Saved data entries
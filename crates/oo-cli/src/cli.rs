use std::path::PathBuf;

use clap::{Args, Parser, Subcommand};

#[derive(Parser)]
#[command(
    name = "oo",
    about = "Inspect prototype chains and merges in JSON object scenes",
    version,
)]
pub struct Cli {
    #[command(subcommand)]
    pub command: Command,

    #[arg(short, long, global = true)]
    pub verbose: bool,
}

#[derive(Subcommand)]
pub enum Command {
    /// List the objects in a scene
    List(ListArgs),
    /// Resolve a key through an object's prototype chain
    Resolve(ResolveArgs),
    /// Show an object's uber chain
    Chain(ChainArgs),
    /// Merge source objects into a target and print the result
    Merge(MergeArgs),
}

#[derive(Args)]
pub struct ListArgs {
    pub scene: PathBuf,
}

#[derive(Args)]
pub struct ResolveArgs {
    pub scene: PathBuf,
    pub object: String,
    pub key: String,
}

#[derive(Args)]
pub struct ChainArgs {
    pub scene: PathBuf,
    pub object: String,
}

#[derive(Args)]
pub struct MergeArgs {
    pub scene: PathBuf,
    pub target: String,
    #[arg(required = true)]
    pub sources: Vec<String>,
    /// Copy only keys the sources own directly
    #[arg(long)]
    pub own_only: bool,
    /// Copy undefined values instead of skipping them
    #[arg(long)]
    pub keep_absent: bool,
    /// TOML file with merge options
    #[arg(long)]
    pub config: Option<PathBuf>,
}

---

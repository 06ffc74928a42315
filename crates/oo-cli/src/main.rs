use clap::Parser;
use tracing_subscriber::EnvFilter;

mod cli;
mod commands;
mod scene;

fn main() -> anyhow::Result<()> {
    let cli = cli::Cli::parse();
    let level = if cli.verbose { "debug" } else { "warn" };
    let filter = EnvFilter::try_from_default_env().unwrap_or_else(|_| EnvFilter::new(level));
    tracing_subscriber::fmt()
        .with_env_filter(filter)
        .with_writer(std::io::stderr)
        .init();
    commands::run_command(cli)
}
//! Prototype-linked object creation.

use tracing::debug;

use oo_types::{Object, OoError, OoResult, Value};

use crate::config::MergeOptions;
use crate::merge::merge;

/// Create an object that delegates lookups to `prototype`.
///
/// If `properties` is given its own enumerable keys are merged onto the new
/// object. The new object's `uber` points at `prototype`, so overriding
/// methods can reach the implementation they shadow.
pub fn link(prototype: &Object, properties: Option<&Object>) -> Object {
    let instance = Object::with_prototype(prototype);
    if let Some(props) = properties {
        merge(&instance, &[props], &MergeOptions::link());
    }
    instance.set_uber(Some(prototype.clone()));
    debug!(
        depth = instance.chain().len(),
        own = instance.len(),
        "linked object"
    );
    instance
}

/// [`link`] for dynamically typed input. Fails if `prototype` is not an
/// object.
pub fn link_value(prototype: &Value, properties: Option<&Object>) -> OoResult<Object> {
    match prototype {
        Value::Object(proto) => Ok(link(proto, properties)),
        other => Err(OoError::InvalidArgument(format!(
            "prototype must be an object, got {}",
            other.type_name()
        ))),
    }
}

==

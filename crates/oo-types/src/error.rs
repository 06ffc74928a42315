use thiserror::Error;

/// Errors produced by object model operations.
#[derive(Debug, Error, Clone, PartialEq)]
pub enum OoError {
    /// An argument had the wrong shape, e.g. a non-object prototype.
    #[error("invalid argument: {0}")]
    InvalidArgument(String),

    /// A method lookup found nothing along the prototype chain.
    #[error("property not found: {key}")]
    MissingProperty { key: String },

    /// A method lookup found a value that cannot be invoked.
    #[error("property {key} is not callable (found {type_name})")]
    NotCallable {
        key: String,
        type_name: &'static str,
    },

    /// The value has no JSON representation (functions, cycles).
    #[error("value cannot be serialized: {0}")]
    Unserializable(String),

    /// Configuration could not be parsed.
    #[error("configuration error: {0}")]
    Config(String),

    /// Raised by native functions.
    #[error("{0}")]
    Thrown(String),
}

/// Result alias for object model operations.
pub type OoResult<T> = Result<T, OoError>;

What to produce:
Among the entries above, how many lines hold the word "main"? Reply with only that number.

Task output:
2